Treatment with gemtuzumab ozogamicin improved the event-free survival in children and adolescents with acute myeloid leukemia by reducing the risk of relapse among those able to achieve remission, according to trial results presented at the 2013 ASH meeting.
Myeloblasts with Auer rods seen in AML; source: Paulo Henrique Orlandi Mourao
Treatment with gemtuzumab ozogamicin (GO) improved the event-free survival in children and adolescents with acute myeloid leukemia (AML) by reducing the risk of relapse among those able to achieve remission, according to results of a phase III Children’s Oncology Group trial presented at the 2013 American Society of Hematology (ASH) Annual Meeting and Exposition.
Based on these results, study author Alan S. Gamis, MD, MPH, of Children’s Mercy Hospital and Clinics said that GO could be “added to standard therapy at the time of induction for low-risk patients” and that its use may also “enhance the benefits of stem cell transplant for high-risk patients” as well.

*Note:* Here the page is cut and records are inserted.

//! Integration tests for union (alternatives) validation

use std::sync::Arc;

use sieve_fields::{Config, Descriptor, FieldDecl, Values};
use sieve_foundation::{Type, Value, ValueErrorKind};

fn field(ty: Type) -> Descriptor {
    FieldDecl::required("u", ty)
        .build(Arc::new(Config::default()))
        .unwrap()
}

#[test]
fn first_matching_alternative_wins() {
    let d = field(Type::union([Type::Int, Type::Str]));
    let values = Values::new();
    assert_eq!(
        d.validate_field(Value::from("42"), &values, None).unwrap().value,
        Value::Int(42)
    );

    let reversed = field(Type::union([Type::Str, Type::Int]));
    assert_eq!(
        reversed.validate_field(Value::from("42"), &values, None).unwrap().value,
        Value::from("42")
    );
}

#[test]
fn all_alternatives_failing_reports_each() {
    let d = field(Type::union([Type::Int, Type::Float]));
    let outcome = d
        .validate_field(Value::from("nope"), &Values::new(), None)
        .unwrap();
    let kinds: Vec<_> = outcome.errors.iter().map(|e| e.kind.clone()).collect();
    assert_eq!(kinds, vec![ValueErrorKind::Integer, ValueErrorKind::Float]);
    assert!(outcome.errors.iter().all(|e| e.loc.to_string() == "u"));
    assert_eq!(outcome.value, Value::from("nope"));
}

#[test]
fn optional_union_accepts_nil() {
    let d = field(Type::optional(Type::union([Type::Int, Type::list(Type::Int)])));
    let values = Values::new();
    assert!(d.validate_field(Value::Nil, &values, None).unwrap().is_valid());
    assert_eq!(
        d.validate_field(Value::list(["1"]), &values, None).unwrap().value,
        Value::list([1])
    );
}

#[test]
fn single_alternative_after_none_is_plain_field() {
    let d = field(Type::union([Type::None, Type::Float]));
    assert!(d.sub_fields().is_empty());
    assert_eq!(
        d.validate_field(Value::Int(1), &Values::new(), None).unwrap().value,
        Value::Float(1.0)
    );
}

#[test]
fn collection_alternative_reports_element_locations() {
    let d = field(Type::union([Type::list(Type::Int), Type::Int]));
    let outcome = d
        .validate_field(Value::list(["x"]), &Values::new(), None)
        .unwrap();
    let locs: Vec<_> = outcome.errors.iter().map(|e| e.loc.to_string()).collect();
    assert_eq!(locs, vec!["u -> 0", "u"]);
}
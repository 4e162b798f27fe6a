//! Integration tests for value validation
//!
//! Tests coercion, constraint checks, collection walking, alternatives,
//! mappings, JSON payloads, and location-tagged error reporting.

mod alternatives;
mod collections;
mod json;
mod singletons;
//! Type descriptions for declared fields.
//!
//! A [`Type`] is an explicit tree: container element types are child nodes
//! built with the constructor functions (`Type::list(Type::Int)`), never
//! discovered at run time.

use std::fmt;
use std::sync::Arc;

#[cfg(feature = "serde")]
use serde::{Deserialize, Serialize};

use crate::failure::StepResult;
use crate::value::Value;

/// Declared type of a field or nested element.
#[derive(Clone, PartialEq)]
pub enum Type {
    /// Any value, accepted unchanged.
    Any,
    /// The null type. Only meaningful as an alternative of a union.
    None,
    /// Boolean type.
    Bool,
    /// 64-bit signed integer.
    Int,
    /// 64-bit floating point.
    Float,
    /// String type.
    Str,
    /// String refined with length and pattern limits.
    ConStr(StrConstraints),
    /// Integer refined with numeric bounds.
    ConInt(NumConstraints),
    /// Float refined with numeric bounds.
    ConFloat(NumConstraints),
    /// Homogeneous variable-length sequence.
    List(Box<Type>),
    /// Homogeneous unique-element collection.
    Set(Box<Type>),
    /// Mapping from key type to value type.
    Map(Box<Type>, Box<Type>),
    /// Fixed-arity positional sequence.
    Tuple(Vec<Type>),
    /// Sequence of any length and element types, coerced to a tuple.
    AnyTuple,
    /// Ordered alternatives; may include [`Type::None`].
    Union(Vec<Type>),
    /// Shorthand for a union of the inner type and `None`.
    Optional(Box<Type>),
    /// String-encoded JSON payload decoded before validating the inner type.
    Json(Box<Type>),
    /// Application type carrying its own validators or constructors.
    Custom(Arc<CustomType>),
    /// Arbitrary type known only by name, with no validators.
    Named(Arc<str>),
}

impl Type {
    /// Creates a list type with the given element type.
    #[must_use]
    pub fn list(element: Type) -> Self {
        Self::List(Box::new(element))
    }

    /// Creates a set type with the given element type.
    #[must_use]
    pub fn set(element: Type) -> Self {
        Self::Set(Box::new(element))
    }

    /// Creates a map type with the given key and value types.
    #[must_use]
    pub fn map(key: Type, value: Type) -> Self {
        Self::Map(Box::new(key), Box::new(value))
    }

    /// Creates a tuple type from positional element types.
    #[must_use]
    pub fn tuple(elements: impl IntoIterator<Item = Type>) -> Self {
        Self::Tuple(elements.into_iter().collect())
    }

    /// Creates a union of ordered alternatives.
    #[must_use]
    pub fn union(alternatives: impl IntoIterator<Item = Type>) -> Self {
        Self::Union(alternatives.into_iter().collect())
    }

    /// Creates an optional type.
    #[must_use]
    pub fn optional(inner: Type) -> Self {
        Self::Optional(Box::new(inner))
    }

    /// Creates a JSON payload type decoding into `inner`.
    #[must_use]
    pub fn json(inner: Type) -> Self {
        Self::Json(Box::new(inner))
    }

    /// Creates an arbitrary named type.
    #[must_use]
    pub fn named(name: impl Into<Arc<str>>) -> Self {
        Self::Named(name.into())
    }

    /// Creates a custom type.
    #[must_use]
    pub fn custom(custom: CustomType) -> Self {
        Self::Custom(Arc::new(custom))
    }

    /// Returns true if this type is `Any`.
    #[must_use]
    pub const fn is_any(&self) -> bool {
        matches!(self, Self::Any)
    }

    /// Returns true for parameterized types that decompose into sub-fields.
    #[must_use]
    pub const fn is_composite(&self) -> bool {
        matches!(
            self,
            Self::List(_)
                | Self::Set(_)
                | Self::Map(_, _)
                | Self::Tuple(_)
                | Self::Union(_)
                | Self::Optional(_)
                | Self::Json(_)
        )
    }

    /// Refines a plain `Str`, `Int` or `Float` with declared constraints.
    ///
    /// Other types, and constraint sets that do not apply to the type, are
    /// returned unchanged. `Bool` is never refined.
    #[must_use]
    pub fn refine(self, constraints: &Constraints) -> Self {
        match self {
            Self::Str if constraints.has_str_limits() => Self::ConStr(StrConstraints {
                min_length: constraints.min_length,
                max_length: constraints.max_length,
                regex: constraints.regex.clone(),
                strip_whitespace: false,
            }),
            Self::Int if constraints.has_num_limits() => Self::ConInt(constraints.num_limits()),
            Self::Float if constraints.has_num_limits() => {
                Self::ConFloat(constraints.num_limits())
            }
            other => other,
        }
    }
}

impl fmt::Debug for Type {
    fn fmt(&self, f: &mut fmt::Formatter<'_>) -> fmt::Result {
        match self {
            Self::Any => write!(f, "any"),
            Self::None => write!(f, "none"),
            Self::Bool => write!(f, "bool"),
            Self::Int => write!(f, "int"),
            Self::Float => write!(f, "float"),
            Self::Str => write!(f, "str"),
            Self::ConStr(_) => write!(f, "constr"),
            Self::ConInt(_) => write!(f, "conint"),
            Self::ConFloat(_) => write!(f, "confloat"),
            Self::List(t) => write!(f, "list<{t:?}>"),
            Self::Set(t) => write!(f, "set<{t:?}>"),
            Self::Map(k, v) => write!(f, "map<{k:?}, {v:?}>"),
            Self::Tuple(items) => write_joined(f, "tuple", items),
            Self::AnyTuple => write!(f, "tuple"),
            Self::Union(items) => write_joined(f, "union", items),
            Self::Optional(t) => write!(f, "optional<{t:?}>"),
            Self::Json(t) => write!(f, "json<{t:?}>"),
            Self::Custom(c) => write!(f, "{}", c.name()),
            Self::Named(name) => write!(f, "{name}"),
        }
    }
}

fn write_joined(f: &mut fmt::Formatter<'_>, head: &str, items: &[Type]) -> fmt::Result {
    write!(f, "{head}<")?;
    for (i, item) in items.iter().enumerate() {
        if i > 0 {
            write!(f, ", ")?;
        }
        write!(f, "{item:?}")?;
    }
    write!(f, ">")
}

impl fmt::Display for Type {
    fn fmt(&self, f: &mut fmt::Formatter<'_>) -> fmt::Result {
        fmt::Debug::fmt(self, f)
    }
}

/// Constraints declared on a field, applied to `Str`, `Int` and `Float`.
#[derive(Clone, Debug, Default, PartialEq)]
#[cfg_attr(feature = "serde", derive(Serialize, Deserialize))]
pub struct Constraints {
    /// Exclusive lower bound.
    pub gt: Option<f64>,
    /// Inclusive lower bound.
    pub ge: Option<f64>,
    /// Exclusive upper bound.
    pub lt: Option<f64>,
    /// Inclusive upper bound.
    pub le: Option<f64>,
    /// Minimum string length, in characters.
    pub min_length: Option<usize>,
    /// Maximum string length, in characters.
    pub max_length: Option<usize>,
    /// Pattern the string must match.
    pub regex: Option<String>,
}

impl Constraints {
    /// Creates an empty constraint set.
    #[must_use]
    pub fn new() -> Self {
        Self::default()
    }

    /// Sets the exclusive lower bound.
    #[must_use]
    pub fn gt(mut self, limit: f64) -> Self {
        self.gt = Some(limit);
        self
    }

    /// Sets the inclusive lower bound.
    #[must_use]
    pub fn ge(mut self, limit: f64) -> Self {
        self.ge = Some(limit);
        self
    }

    /// Sets the exclusive upper bound.
    #[must_use]
    pub fn lt(mut self, limit: f64) -> Self {
        self.lt = Some(limit);
        self
    }

    /// Sets the inclusive upper bound.
    #[must_use]
    pub fn le(mut self, limit: f64) -> Self {
        self.le = Some(limit);
        self
    }

    /// Sets the minimum string length.
    #[must_use]
    pub fn min_length(mut self, len: usize) -> Self {
        self.min_length = Some(len);
        self
    }

    /// Sets the maximum string length.
    #[must_use]
    pub fn max_length(mut self, len: usize) -> Self {
        self.max_length = Some(len);
        self
    }

    /// Sets the pattern.
    #[must_use]
    pub fn regex(mut self, pattern: impl Into<String>) -> Self {
        self.regex = Some(pattern.into());
        self
    }

    /// Returns true if no constraint is set.
    #[must_use]
    pub fn is_empty(&self) -> bool {
        !self.has_str_limits() && !self.has_num_limits()
    }

    /// Returns true if some constraint would be dropped by [`Type::refine`]
    /// on `ty`.
    #[must_use]
    pub fn ignored_by(&self, ty: &Type) -> bool {
        let str_applies = matches!(ty, Type::Str);
        let num_applies = matches!(ty, Type::Int | Type::Float);
        (self.has_str_limits() && !str_applies) || (self.has_num_limits() && !num_applies)
    }

    fn has_str_limits(&self) -> bool {
        self.min_length.is_some() || self.max_length.is_some() || self.regex.is_some()
    }

    fn has_num_limits(&self) -> bool {
        self.gt.is_some() || self.ge.is_some() || self.lt.is_some() || self.le.is_some()
    }

    fn num_limits(&self) -> NumConstraints {
        NumConstraints {
            gt: self.gt,
            ge: self.ge,
            lt: self.lt,
            le: self.le,
        }
    }
}

/// Refinements of a string type.
#[derive(Clone, Debug, Default, PartialEq, Eq)]
#[cfg_attr(feature = "serde", derive(Serialize, Deserialize))]
pub struct StrConstraints {
    /// Minimum length, in characters.
    pub min_length: Option<usize>,
    /// Maximum length, in characters.
    pub max_length: Option<usize>,
    /// Pattern the whole string must match from its start.
    pub regex: Option<String>,
    /// Strip surrounding whitespace before length checks.
    pub strip_whitespace: bool,
}

/// Numeric bounds of a refined integer or float type.
#[derive(Clone, Copy, Debug, Default, PartialEq)]
#[cfg_attr(feature = "serde", derive(Serialize, Deserialize))]
pub struct NumConstraints {
    /// Exclusive lower bound.
    pub gt: Option<f64>,
    /// Inclusive lower bound.
    pub ge: Option<f64>,
    /// Exclusive upper bound.
    pub lt: Option<f64>,
    /// Inclusive upper bound.
    pub le: Option<f64>,
}

/// A coercion or check supplied by a custom type.
pub type CustomFn = Arc<dyn Fn(Value) -> StepResult + Send + Sync>;

/// An application-defined type.
///
/// Either supplies its own ordered validator chain, or one or more
/// capability constructors that build the value from a string, a number or
/// a mapping. The chain takes precedence when both are present.
#[derive(Clone)]
pub struct CustomType {
    name: Arc<str>,
    validators: Vec<(Arc<str>, CustomFn)>,
    from_str: Option<CustomFn>,
    from_number: Option<CustomFn>,
    from_map: Option<CustomFn>,
    validate_always: bool,
}

impl CustomType {
    /// Creates a custom type with no validators or constructors.
    #[must_use]
    pub fn new(name: impl Into<Arc<str>>) -> Self {
        Self {
            name: name.into(),
            validators: Vec::new(),
            from_str: None,
            from_number: None,
            from_map: None,
            validate_always: false,
        }
    }

    /// Appends a step to the type's own validator chain.
    #[must_use]
    pub fn with_validator(
        mut self,
        name: impl Into<Arc<str>>,
        f: impl Fn(Value) -> StepResult + Send + Sync + 'static,
    ) -> Self {
        self.validators.push((name.into(), Arc::new(f)));
        self
    }

    /// Declares the type constructible from a string.
    #[must_use]
    pub fn from_string(mut self, f: impl Fn(Value) -> StepResult + Send + Sync + 'static) -> Self {
        self.from_str = Some(Arc::new(f));
        self
    }

    /// Declares the type constructible from a number.
    #[must_use]
    pub fn from_number(
        mut self,
        f: impl Fn(Value) -> StepResult + Send + Sync + 'static,
    ) -> Self {
        self.from_number = Some(Arc::new(f));
        self
    }

    /// Declares the type constructible from a mapping.
    #[must_use]
    pub fn from_mapping(mut self, f: impl Fn(Value) -> StepResult + Send + Sync + 'static) -> Self {
        self.from_map = Some(Arc::new(f));
        self
    }

    /// Requests validation even when the field value is absent.
    #[must_use]
    pub fn always(mut self) -> Self {
        self.validate_always = true;
        self
    }

    /// Returns the type name.
    #[must_use]
    pub fn name(&self) -> &str {
        &self.name
    }

    /// Returns the type's own validator chain.
    #[must_use]
    pub fn validators(&self) -> &[(Arc<str>, CustomFn)] {
        &self.validators
    }

    /// Returns the string constructor, if any.
    #[must_use]
    pub fn str_constructor(&self) -> Option<&CustomFn> {
        self.from_str.as_ref()
    }

    /// Returns the number constructor, if any.
    #[must_use]
    pub fn number_constructor(&self) -> Option<&CustomFn> {
        self.from_number.as_ref()
    }

    /// Returns the mapping constructor, if any.
    #[must_use]
    pub fn map_constructor(&self) -> Option<&CustomFn> {
        self.from_map.as_ref()
    }

    /// Returns true if any capability constructor is declared.
    #[must_use]
    pub fn has_constructor(&self) -> bool {
        self.from_str.is_some() || self.from_number.is_some() || self.from_map.is_some()
    }

    /// Returns true if the type must be validated even when absent.
    #[must_use]
    pub const fn validate_always(&self) -> bool {
        self.validate_always
    }
}

impl PartialEq for CustomType {
    fn eq(&self, other: &Self) -> bool {
        self.name == other.name
    }
}

impl fmt::Debug for CustomType {
    fn fmt(&self, f: &mut fmt::Formatter<'_>) -> fmt::Result {
        f.debug_struct("CustomType")
            .field("name", &self.name)
            .field("validators", &self.validators.len())
            .field("constructors", &self.has_constructor())
            .finish()
    }
}
//! Error types for schema-definition defects and validator faults.
//!
//! Uses `thiserror` for ergonomic error definition with rich context.
//! Per-input failures are not errors in this sense; see [`crate::failure`].

use std::fmt;

use thiserror::Error;

use crate::types::Type;

/// The main error type for sieve operations.
#[derive(Debug, Error)]
#[error("{kind}{}", .context.as_ref().map(|c| format!(" ({c})")).unwrap_or_default())]
pub struct Error {
    /// The kind of error that occurred.
    pub kind: ErrorKind,
    /// Optional context about where the error occurred.
    pub context: Option<ErrorContext>,
}

impl Error {
    /// Creates a new error with the given kind.
    #[must_use]
    pub fn new(kind: ErrorKind) -> Self {
        Self {
            kind,
            context: None,
        }
    }

    /// Adds context to this error.
    #[must_use]
    pub fn with_context(mut self, context: ErrorContext) -> Self {
        self.context = Some(context);
        self
    }

    /// Records the enclosing field, outermost last.
    #[must_use]
    pub fn in_field(mut self, field: impl Into<String>) -> Self {
        let context = self.context.take().unwrap_or_default();
        self.context = Some(context.with_frame(field));
        self
    }

    /// Creates an unresolved type error.
    #[must_use]
    pub fn unresolved_type(ty: &Type) -> Self {
        Self::new(ErrorKind::UnresolvedType(ty.to_string()))
    }

    /// Creates an invalid validator signature error.
    #[must_use]
    pub fn invalid_signature(validator: impl Into<String>, signature: impl Into<String>) -> Self {
        Self::new(ErrorKind::InvalidSignature {
            validator: validator.into(),
            signature: signature.into(),
        })
    }

    /// Creates a validator fault error.
    #[must_use]
    pub fn validator_fault(validator: impl Into<String>, message: impl Into<String>) -> Self {
        Self::new(ErrorKind::ValidatorFault {
            validator: validator.into(),
            message: message.into(),
        })
    }

    /// Returns true if this error was raised while building a descriptor.
    #[must_use]
    pub const fn is_configuration(&self) -> bool {
        !matches!(self.kind, ErrorKind::ValidatorFault { .. })
    }
}

/// Categorized error kinds for pattern matching.
#[derive(Debug, Error)]
pub enum ErrorKind {
    /// No built-in validator exists for the type and arbitrary types are
    /// not allowed.
    #[error("no validator found for {0}, see `arbitrary_types_allowed` in Config")]
    UnresolvedType(String),

    /// A validator's declared parameters match none of the accepted forms.
    #[error(
        "invalid signature for validator {validator}: {signature}, should be: \
         (value) or (value, *, values, config, field) or for owner validators \
         (owner, value) or (owner, value, *, values, config, field)"
    )]
    InvalidSignature {
        /// The validator name.
        validator: String,
        /// The declared parameter list.
        signature: String,
    },

    /// Neither a type nor a default was declared for a field.
    #[error("unable to infer type for attribute \"{0}\"")]
    UninferableType(String),

    /// A tuple type was declared with no positions.
    #[error("tuple type for \"{0}\" must declare at least one position")]
    InvalidArity(String),

    /// Type nesting exceeded the configured maximum depth.
    #[error("type nesting deeper than {limit} levels")]
    DepthExceeded {
        /// The configured limit.
        limit: usize,
    },

    /// A string pattern does not compile.
    #[error("invalid regex \"{pattern}\": {reason}")]
    InvalidPattern {
        /// The pattern.
        pattern: String,
        /// Compiler message.
        reason: String,
    },

    /// A validator failed outside the value-error vocabulary.
    #[error("validator {validator} failed: {message}")]
    ValidatorFault {
        /// The validator name.
        validator: String,
        /// Fault message.
        message: String,
    },
}

/// Context about where an error occurred.
#[derive(Debug, Clone, Default)]
pub struct ErrorContext {
    /// Enclosing fields, innermost first.
    pub stack: Vec<String>,
}

impl ErrorContext {
    /// Creates a new empty context.
    #[must_use]
    pub fn new() -> Self {
        Self::default()
    }

    /// Adds a stack frame.
    #[must_use]
    pub fn with_frame(mut self, frame: impl Into<String>) -> Self {
        self.stack.push(frame.into());
        self
    }
}

impl fmt::Display for ErrorContext {
    fn fmt(&self, f: &mut fmt::Formatter<'_>) -> fmt::Result {
        write!(f, "in ")?;
        for (i, frame) in self.stack.iter().rev().enumerate() {
            if i > 0 {
                write!(f, ".")?;
            }
            write!(f, "{frame}")?;
        }
        Ok(())
    }
}
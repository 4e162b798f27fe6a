//! Validating a multi-field record
//!
//! Fields are validated in declaration order; each validated value is made
//! available to later fields' context validators.

use std::sync::Arc;

use sieve_fields::{
    ClassValidator, Config, Descriptor, FieldDecl, FieldOverride, Owner, Param, Validator, Values,
};
use sieve_foundation::{Constraints, StepError, Type, ValidationError, Value};

struct Record {
    owner: Owner,
    fields: Vec<Descriptor>,
}

impl Record {
    fn validate(&self, input: &[(&str, Value)]) -> (Values, Vec<ValidationError>) {
        let mut values = Values::new();
        let mut errors = Vec::new();
        for field in &self.fields {
            let raw = input
                .iter()
                .find(|(k, _)| *k == field.alias())
                .map(|(_, v)| v.clone());
            let raw = match raw {
                Some(raw) => raw,
                None if field.required() => {
                    errors.push(ValidationError::new(
                        sieve_foundation::ValueErrorKind::Value {
                            message: "field required".to_string(),
                        },
                        field.location(),
                    ));
                    continue;
                }
                None if !field.validate_always() => {
                    let default = field.default().cloned().unwrap_or(Value::Nil);
                    values = values.insert(Arc::from(field.name()), default);
                    continue;
                }
                None => field.default().cloned().unwrap_or(Value::Nil),
            };
            let outcome = field
                .validate_field(raw, &values, Some(&self.owner))
                .unwrap();
            if outcome.is_valid() {
                values = values.insert(Arc::from(field.name()), outcome.value);
            } else {
                errors.extend(outcome.errors);
            }
        }
        (values, errors)
    }
}

fn signup() -> Record {
    let config = Arc::new(
        Config::strict().with_field("email", FieldOverride::alias("emailAddress")),
    );

    let passwords_match = Validator::declared(
        "passwords_match",
        [Param::named("v"), Param::named("values"), Param::Rest],
        |inv| {
            let ctx = inv.context.ok_or_else(|| StepError::fault("no context"))?;
            match ctx.values.get(&Arc::from("password")) {
                Some(password) if *password == inv.value => Ok(inv.value),
                _ => Err(StepError::value("passwords do not match")),
            }
        },
    );
    let lowercase = Validator::owner("lowercase", |owner, v: Value| {
        assert_eq!(owner.map(Owner::name), Some("Signup"));
        Ok(v.as_str().map_or(v.clone(), |s| Value::from(s.to_lowercase())))
    });

    let fields = vec![
        FieldDecl::required("username", Type::Str)
            .with_constraints(Constraints::new().min_length(3).regex("[a-z0-9_]+"))
            .with_validator(ClassValidator::new(lowercase).pre()),
        FieldDecl::required("email", Type::Str),
        FieldDecl::required("password", Type::Str)
            .with_constraints(Constraints::new().min_length(8)),
        FieldDecl::required("password2", Type::Str)
            .with_validator(ClassValidator::new(passwords_match)),
        FieldDecl::inferred("retries", Value::Int(3)),
        FieldDecl::optional_nil("referrer", Type::optional(Type::Str)),
    ]
    .into_iter()
    .map(|decl| decl.build(Arc::clone(&config)).unwrap())
    .collect();

    Record {
        owner: Owner::new("Signup"),
        fields,
    }
}

#[test]
fn valid_signup() {
    let record = signup();
    let (values, errors) = record.validate(&[
        ("username", Value::from("  Ada_L ")),
        ("emailAddress", Value::from("ada@example.com")),
        ("password", Value::from("correct horse")),
        ("password2", Value::from("correct horse")),
        ("retries", Value::from("5")),
    ]);
    assert!(errors.is_empty(), "{errors:?}");
    assert_eq!(values.get(&Arc::from("username")), Some(&Value::from("ada_l")));
    assert_eq!(values.get(&Arc::from("retries")), Some(&Value::Int(5)));
    assert_eq!(values.get(&Arc::from("referrer")), Some(&Value::Nil));
}

#[test]
fn invalid_signup_collects_every_field() {
    let record = signup();
    let (_, errors) = record.validate(&[
        ("username", Value::from("a!")),
        ("password", Value::from("short")),
        ("password2", Value::from("different")),
        ("retries", Value::from("many")),
    ]);
    let locs: Vec<_> = errors.iter().map(|e| e.loc.to_string()).collect();
    assert_eq!(
        locs,
        vec!["username", "emailAddress", "password", "password2", "retries"]
    );
    assert_eq!(errors[0].code(), "value_error.any_str.min_length");
    assert_eq!(errors[3].kind.to_string(), "passwords do not match");
}

#[test]
fn default_applies_when_absent() {
    let record = signup();
    let (values, _) = record.validate(&[]);
    assert_eq!(values.get(&Arc::from("retries")), Some(&Value::Int(3)));
}

#[test]
fn finalize_config_applies_late_aliases() {
    let mut field = FieldDecl::required("created_at", Type::Int)
        .build(Arc::new(Config::default()))
        .unwrap();
    assert_eq!(field.location().to_string(), "created_at");

    field.finalize_config(Arc::new(
        Config::default().with_field("created_at", FieldOverride::alias("createdAt")),
    ));
    assert_eq!(field.location().to_string(), "createdAt");
}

In recent years the survival for pediatric AML has gradually improved due to both the use of chemotherapy intensification as well as the incorporation of allogeneic stem cell transplant and better supportive care. However, according to Gamis, researchers have hit a ceiling with their success due to limits in the escalation of therapy, as well as toxic mortality and late cardiac sequelae, leading them to search for new targeted therapies.
Approximately 80% to 85% of patients with AML have high CD33 expression levels. GO is a humanized anti-CD33 monoclonal antibody. According to Gamis, GO was previously removed from the market when earlier clinical trials failed to show clinical value of the drug. However, trial data released subsequent to its market withdrawal indicated that GO had a benefit when researchers looked at disease-free survival and reduced relapse risk endpoints, and that benefit seemed to occur in subgroups of patients with low- or intermediate-risk AML.
Gamis and colleagues conducted this phase III trial to determine if GO improved event-free survival in pediatric patients with AML and to see if improvements might vary by risk group and method of intensification.
The researchers enrolled 1,022 patients aged younger than 30 years. The median age of patients was 10 years. Patients were randomly assigned to standard therapy or two doses of GO 3 mg/m2 per dose on day 6 of induction I and on day 7 on intensification II in a five cycle chemotherapy backbone. Additional chemotherapy was given to low-risk patients and allogeneic donor stem cell transplants to high-risk patients. Patients were followed for a median of 3.6 years.
Patients assigned to the investigational drug experienced improved event-free survival (HR = 0.83; 95% CI, 0.70-0.99; P = .04) and relapse-free survival (HR = 0.74; 95% CI, 0.6-0.93; P = .01) compared with patients who underwent standard therapy. Specifically, at 3 years the event-free survival was 46.9% for patients on standard treatment compared with 53.1% for GO (P = .05). Event-free survival with GO remained significantly longer upon multivariate analysis adjusting for significant adverse risk factors. The researchers found no significant difference in overall survival.
Treatment with GO conferred no better induction complete remission compared to standard therapy (88% vs 85%). Therefore, the researchers looked at outcomes from the end of induction and found that patients assigned GO had a reduced risk of relapse and an improved disease-free survival. Data also showed that patients assigned GO had an increased risk for non-leukemic mortality (P = .08).
When looking at the data stratified by risk groups, patients in the low-risk groups had relapse rates that trended lower when assigned GO, but toxic mortality was significantly worse for these patients compared with patients on standard therapy (7.5% vs 1.8%).
Additionally, event-free survival, relapse rate, and overall survival trended toward improvement in intermediate-risk patients assigned GO, but when the researchers censored patients at the time of transplant no significant difference in outcomes was found.
Finally, when looking at high-risk patients who underwent stem cell transplant, the researchers found that patients assigned GO had a reduced relapse rate (27% vs 44.8%), an improved disease-free survival (55.9% vs 40.3%) and an improved overall survival (67.5% vs 48.5%) compared with the standard treatment arm.
“CD33 targeting does reduce relapse risk,” Gamis said. “We believe that this merits further investigation.”